Dovremo continuare a monitorare ogni dettaglio, ma qualsiasi conclusione prima della fine dell’estate rischia di essere affrettata – evidenzia il Prof. Claudio Cricelli, Presidente SIMG – Attualmente è sotto osservazione la durata dell’efficacia anticorpale e la sua risposta alle varianti: i dati disponibili sono positivi su quest’ultimo punto, mentre per i tempi si ipotizza una copertura di almeno 9-12 mesi. Solo una volta trascorso questo lasso di tempo la terza dose probabilmente diventerà necessaria. Ma a quel punto sarà un vaccino prodotto sulla base delle varianti più aggressive; si tratterà quasi di un vaccino ex novo, pronto ad agire nei confronti di un’infezione che per una buona percentuale sarà diversa dal virus originario”.

CRESCE L’USO DEGLI ANTICORPI MONOCLONALI IN ITALIA

Sono 6.626, da metà marzo a oggi, i pazienti Covid a cui sono stati prescritti anticorpi monoclonali in Italia, secondo il 15mo Report sugli Anticorpi Monoclonali per Covid-19 dell’Agenzia italiana del Farmaco (Aifa), relativo al periodo dal 9 al 15 luglio. Di questi, 80 sono quelli che li hanno ricevuti nell’ultima settimana: un numero per la seconda settimana consecutiva in ricrescita dopo mesi in calo, di pari passo con l’aumento registrato nei nuovi contagi da Sars-Cov-2.

I SOGGETTI FRAGILI E IMMUNODEPRESSI 

Il discorso relativo a un’ipotetica terza dose ha interessato soprattutto i soggetti immunodepressi, per malattia o perché trattati con terapie immunosoppressive, su cui talvolta la copertura vaccinale è inferiore.

Ciò che abbiamo rilevato negli studi svolti finora è che anche nei soggetti immunodepressi la terza dose di vaccino ha dimostrato di non aumentare l’efficacia delle prime dosi.
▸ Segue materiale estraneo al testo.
//! Persistent reward list with claim/use/remove transitions.

use adrewards_db::{KeyValueStore, keys};
use chrono::{DateTime, TimeDelta, Utc};

use crate::LedgerError;
use crate::models::{ClaimOutcome, ClaimSource, Reward, UseOutcome};
use crate::status::{self, RewardStatus, TabCounts};

/// Days a claimed reward stays redeemable.
pub const REWARD_VALIDITY_DAYS: i64 = 30;

pub struct RewardLedger<S> {
    store: S,
}

impl<S: KeyValueStore> RewardLedger<S> {
    pub fn new(store: S) -> Self {
        Self { store }
    }

    /// All claimed rewards in claim order. Unreadable state reads as empty.
    pub fn rewards(&self) -> Vec<Reward> {
        self.load().unwrap_or_else(|e| {
            tracing::warn!("Failed to read rewards, showing none: {e}");
            Vec::new()
        })
    }

    pub fn rewards_in_tab(&self, tab: RewardStatus, now: DateTime<Utc>) -> Vec<Reward> {
        let rewards = self.rewards();
        status::in_tab(&rewards, tab, now)
            .into_iter()
            .cloned()
            .collect()
    }

    pub fn tab_counts(&self, now: DateTime<Utc>) -> TabCounts {
        TabCounts::tally(&self.rewards(), now)
    }

    /// Number of rewards redeemed so far. Unreadable state reads as zero.
    pub fn used_count(&self) -> u64 {
        self.store
            .read_counter(keys::USED_REWARDS_COUNT)
            .unwrap_or_else(|e| {
                tracing::warn!("Failed to read used rewards count: {e}");
                0
            })
    }

    pub fn claim(&self, source: &ClaimSource) -> Result<ClaimOutcome, LedgerError> {
        self.claim_at(source, Utc::now())
    }

    /// Add a reward for `source` unless one with the same ad id and promo
    /// code is already in the ledger, whatever its state.
    pub fn claim_at(
        &self,
        source: &ClaimSource,
        now: DateTime<Utc>,
    ) -> Result<ClaimOutcome, LedgerError> {
        let (id, company, reward, promo_code) = source.require()?;

        // Unreadable state is an error here, never an empty ledger.
        let mut rewards = self.load()?;

        if rewards
            .iter()
            .any(|r| r.id == id && r.promo_code == promo_code)
        {
            tracing::info!(ad_id = id, promo_code, "Duplicate reward claim ignored");
            return Ok(ClaimOutcome::Duplicate);
        }

        let entry = Reward {
            id: id.to_string(),
            company: company.to_string(),
            reward: reward.to_string(),
            promo_code: promo_code.to_string(),
            claimed_date: now,
            expiry_date: now + TimeDelta::days(REWARD_VALIDITY_DAYS),
            unique_id: format!("{id}-{}", now.timestamp_millis()),
            used: false,
        };
        rewards.push(entry.clone());
        self.save(&rewards)?;

        tracing::info!(
            ad_id = id,
            unique_id = %entry.unique_id,
            expires = %entry.expiry_date,
            "Reward claimed"
        );
        Ok(ClaimOutcome::Added(entry))
    }

    pub fn use_reward(&self, unique_id: &str) -> Result<UseOutcome, LedgerError> {
        self.use_reward_at(unique_id, Utc::now())
    }

    /// Mark an available reward as used and hand back its promo code.
    ///
    /// Used and expired rewards are left untouched.
    pub fn use_reward_at(
        &self,
        unique_id: &str,
        now: DateTime<Utc>,
    ) -> Result<UseOutcome, LedgerError> {
        let mut rewards = self.load()?;
        let entry = rewards
            .iter_mut()
            .find(|r| r.unique_id == unique_id)
            .ok_or_else(|| LedgerError::NotFound(unique_id.to_string()))?;

        match RewardStatus::of(entry, now) {
            RewardStatus::Used => return Ok(UseOutcome::AlreadyUsed),
            RewardStatus::Expired => return Ok(UseOutcome::Expired),
            RewardStatus::Available => {}
        }

        entry.used = true;
        let promo_code = entry.promo_code.clone();
        self.save(&rewards)?;

        if let Err(e) = self.store.increment_counter(keys::USED_REWARDS_COUNT) {
            tracing::error!("Failed to update used rewards count: {e}");
        }
        tracing::info!(unique_id, "Reward used");
        Ok(UseOutcome::Redeemed { promo_code })
    }

    /// Delete a reward from the ledger regardless of its state.
    pub fn remove(&self, unique_id: &str) -> Result<Reward, LedgerError> {
        let mut rewards = self.load()?;
        let index = rewards
            .iter()
            .position(|r| r.unique_id == unique_id)
            .ok_or_else(|| LedgerError::NotFound(unique_id.to_string()))?;
        let removed = rewards.remove(index);
        self.save(&rewards)?;
        tracing::info!(unique_id, "Reward removed");
        Ok(removed)
    }

    fn load(&self) -> Result<Vec<Reward>, LedgerError> {
        self.store
            .get_json::<Vec<Reward>>(keys::USER_REWARDS)
            .map(Option::unwrap_or_default)
            .map_err(LedgerError::StorageRead)
    }

    fn save(&self, rewards: &[Reward]) -> Result<(), LedgerError> {
        self.store
            .set_json(keys::USER_REWARDS, rewards)
            .map_err(LedgerError::StorageWrite)
    }
}

#[cfg(test)]
mod tests {
    use adrewards_db::{Database, DbError};
    use chrono::TimeZone;

    use super::*;

    fn test_ledger() -> (RewardLedger<Database>, Database) {
        let db = Database::open_in_memory().expect("Failed to create test DB");
        (RewardLedger::new(db.clone()), db)
    }

    fn starbucks() -> ClaimSource {
        ClaimSource::new("2", "Starbucks", "BOGO", "SBUX2FOR1")
    }

    fn t0() -> DateTime<Utc> {
        Utc.with_ymd_and_hms(2025, 3, 1, 12, 0, 0).unwrap()
    }

    fn added(outcome: ClaimOutcome) -> Reward {
        match outcome {
            ClaimOutcome::Added(r) => r,
            ClaimOutcome::Duplicate => panic!("expected Added, got Duplicate"),
        }
    }

    struct ReadOnlyFailure;

    impl KeyValueStore for ReadOnlyFailure {
        fn get_item(&self, _key: &str) -> Result<Option<String>, DbError> {
            Err(DbError::LockPoisoned)
        }

        fn set_item(&self, _key: &str, _value: &str) -> Result<(), DbError> {
            panic!("must not write after a failed read")
        }

        fn remove_item(&self, _key: &str) -> Result<(), DbError> {
            panic!("must not write after a failed read")
        }
    }

    #[test]
    fn claim_then_duplicate() {
        let (ledger, _db) = test_ledger();

        let reward = added(ledger.claim_at(&starbucks(), t0()).unwrap());
        assert_eq!(reward.id, "2");
        assert_eq!(reward.promo_code, "SBUX2FOR1");
        assert_eq!(reward.claimed_date, t0());
        assert_eq!(reward.expiry_date, t0() + TimeDelta::days(30));
        assert_eq!(reward.unique_id, format!("2-{}", t0().timestamp_millis()));
        assert!(!reward.used);

        let again = ledger
            .claim_at(&starbucks(), t0() + TimeDelta::seconds(5))
            .unwrap();
        assert_eq!(again, ClaimOutcome::Duplicate);
        assert_eq!(ledger.rewards(), vec![reward]);
    }

    #[test]
    fn same_ad_with_other_promo_code_is_not_a_duplicate() {
        let (ledger, _db) = test_ledger();
        ledger.claim_at(&starbucks(), t0()).unwrap();
        let other = ClaimSource::new("2", "Starbucks", "Free refill", "SBUXREFILL");
        added(ledger.claim_at(&other, t0() + TimeDelta::seconds(1)).unwrap());
        assert_eq!(ledger.rewards().len(), 2);
    }

    #[test]
    fn used_or_expired_reward_still_blocks_reclaim() {
        let (ledger, _db) = test_ledger();
        let reward = added(ledger.claim_at(&starbucks(), t0()).unwrap());
        ledger
            .use_reward_at(&reward.unique_id, t0() + TimeDelta::days(1))
            .unwrap();

        let later = t0() + TimeDelta::days(60);
        assert_eq!(
            ledger.claim_at(&starbucks(), later).unwrap(),
            ClaimOutcome::Duplicate
        );
    }

    #[test]
    fn malformed_source_leaves_ledger_untouched() {
        let (ledger, db) = test_ledger();
        let source = ClaimSource {
            promo_code: None,
            ..starbucks()
        };
        assert!(matches!(
            ledger.claim_at(&source, t0()),
            Err(LedgerError::MalformedSource("promoCode"))
        ));
        assert_eq!(db.get_item(keys::USER_REWARDS).unwrap(), None);

        ledger.claim_at(&starbucks(), t0()).unwrap();
        let before = db.get_item(keys::USER_REWARDS).unwrap();
        let source = ClaimSource {
            id: Some(String::new()),
            ..starbucks()
        };
        assert!(matches!(
            ledger.claim_at(&source, t0()),
            Err(LedgerError::MalformedSource("id"))
        ));
        assert_eq!(db.get_item(keys::USER_REWARDS).unwrap(), before);
    }

    #[test]
    fn use_marks_reward_and_counts_it() {
        let (ledger, _db) = test_ledger();
        let reward = added(ledger.claim_at(&starbucks(), t0()).unwrap());
        let now = t0() + TimeDelta::days(3);

        assert_eq!(
            ledger.use_reward_at(&reward.unique_id, now).unwrap(),
            UseOutcome::Redeemed {
                promo_code: "SBUX2FOR1".into()
            }
        );
        assert_eq!(ledger.used_count(), 1);
        assert_eq!(ledger.rewards_in_tab(RewardStatus::Used, now).len(), 1);
        assert!(ledger.rewards_in_tab(RewardStatus::Available, now).is_empty());

        assert_eq!(
            ledger.use_reward_at(&reward.unique_id, now).unwrap(),
            UseOutcome::AlreadyUsed
        );
        assert_eq!(ledger.used_count(), 1);
    }

    #[test]
    fn expired_reward_cannot_be_used() {
        let (ledger, _db) = test_ledger();
        let reward = added(ledger.claim_at(&starbucks(), t0()).unwrap());
        let late = t0() + TimeDelta::days(31);

        assert_eq!(
            ledger.use_reward_at(&reward.unique_id, late).unwrap(),
            UseOutcome::Expired
        );
        assert_eq!(ledger.used_count(), 0);
        assert_eq!(
            ledger.tab_counts(late),
            TabCounts {
                available: 0,
                used: 0,
                expired: 1,
            }
        );
    }

    #[test]
    fn unknown_ids_are_not_found() {
        let (ledger, _db) = test_ledger();
        assert!(matches!(
            ledger.use_reward_at("nope", t0()),
            Err(LedgerError::NotFound(id)) if id == "nope"
        ));
        assert!(matches!(
            ledger.remove("nope"),
            Err(LedgerError::NotFound(_))
        ));
    }

    #[test]
    fn remove_deletes_only_that_entry() {
        let (ledger, _db) = test_ledger();
        let first = added(ledger.claim_at(&starbucks(), t0()).unwrap());
        let nike = ClaimSource::new("1", "Nike", "15% OFF", "NIKE15RUN");
        let second = added(ledger.claim_at(&nike, t0() + TimeDelta::seconds(1)).unwrap());

        let removed = ledger.remove(&first.unique_id).unwrap();
        assert_eq!(removed, first);
        assert_eq!(ledger.rewards(), vec![second]);
    }

    #[test]
    fn ledger_is_persisted_as_one_blob() {
        let (ledger, db) = test_ledger();
        ledger.claim_at(&starbucks(), t0()).unwrap();

        let reopened = RewardLedger::new(db.clone());
        assert_eq!(reopened.rewards().len(), 1);

        let raw = db.get_item(keys::USER_REWARDS).unwrap().unwrap();
        let value: serde_json::Value = serde_json::from_str(&raw).unwrap();
        assert_eq!(value[0]["promoCode"], "SBUX2FOR1");
        assert_eq!(value[0]["used"], false);
    }

    #[test]
    fn failed_read_blocks_claim_but_listing_fails_open() {
        let ledger = RewardLedger::new(ReadOnlyFailure);
        assert!(matches!(
            ledger.claim_at(&starbucks(), t0()),
            Err(LedgerError::StorageRead(_))
        ));
        assert!(ledger.rewards().is_empty());
        assert_eq!(ledger.used_count(), 0);
    }

    #[test]
    fn corrupt_blob_reads_as_empty_list() {
        let (ledger, db) = test_ledger();
        db.set_item(keys::USER_REWARDS, "[{").unwrap();
        assert!(ledger.rewards().is_empty());
        assert!(matches!(
            ledger.claim_at(&starbucks(), t0()),
            Err(LedgerError::StorageRead(_))
        ));
    }
}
Sarebbe dunque uno sforzo inutile. In questi pazienti, pertanto, occorrerà considerare la necessità di altre misure di prevenzione. E’ infatti al vaglio la concreta possibilità di utilizzare gli anticorpi monoclonali anti-Spike come profilassi post-esposizione al virus proprio nei soggetti con basse difese immunitarie, un intervento sanitario che vedrebbe il medico di famiglia ancora una volta in prima linea ”conclude Grattagliano.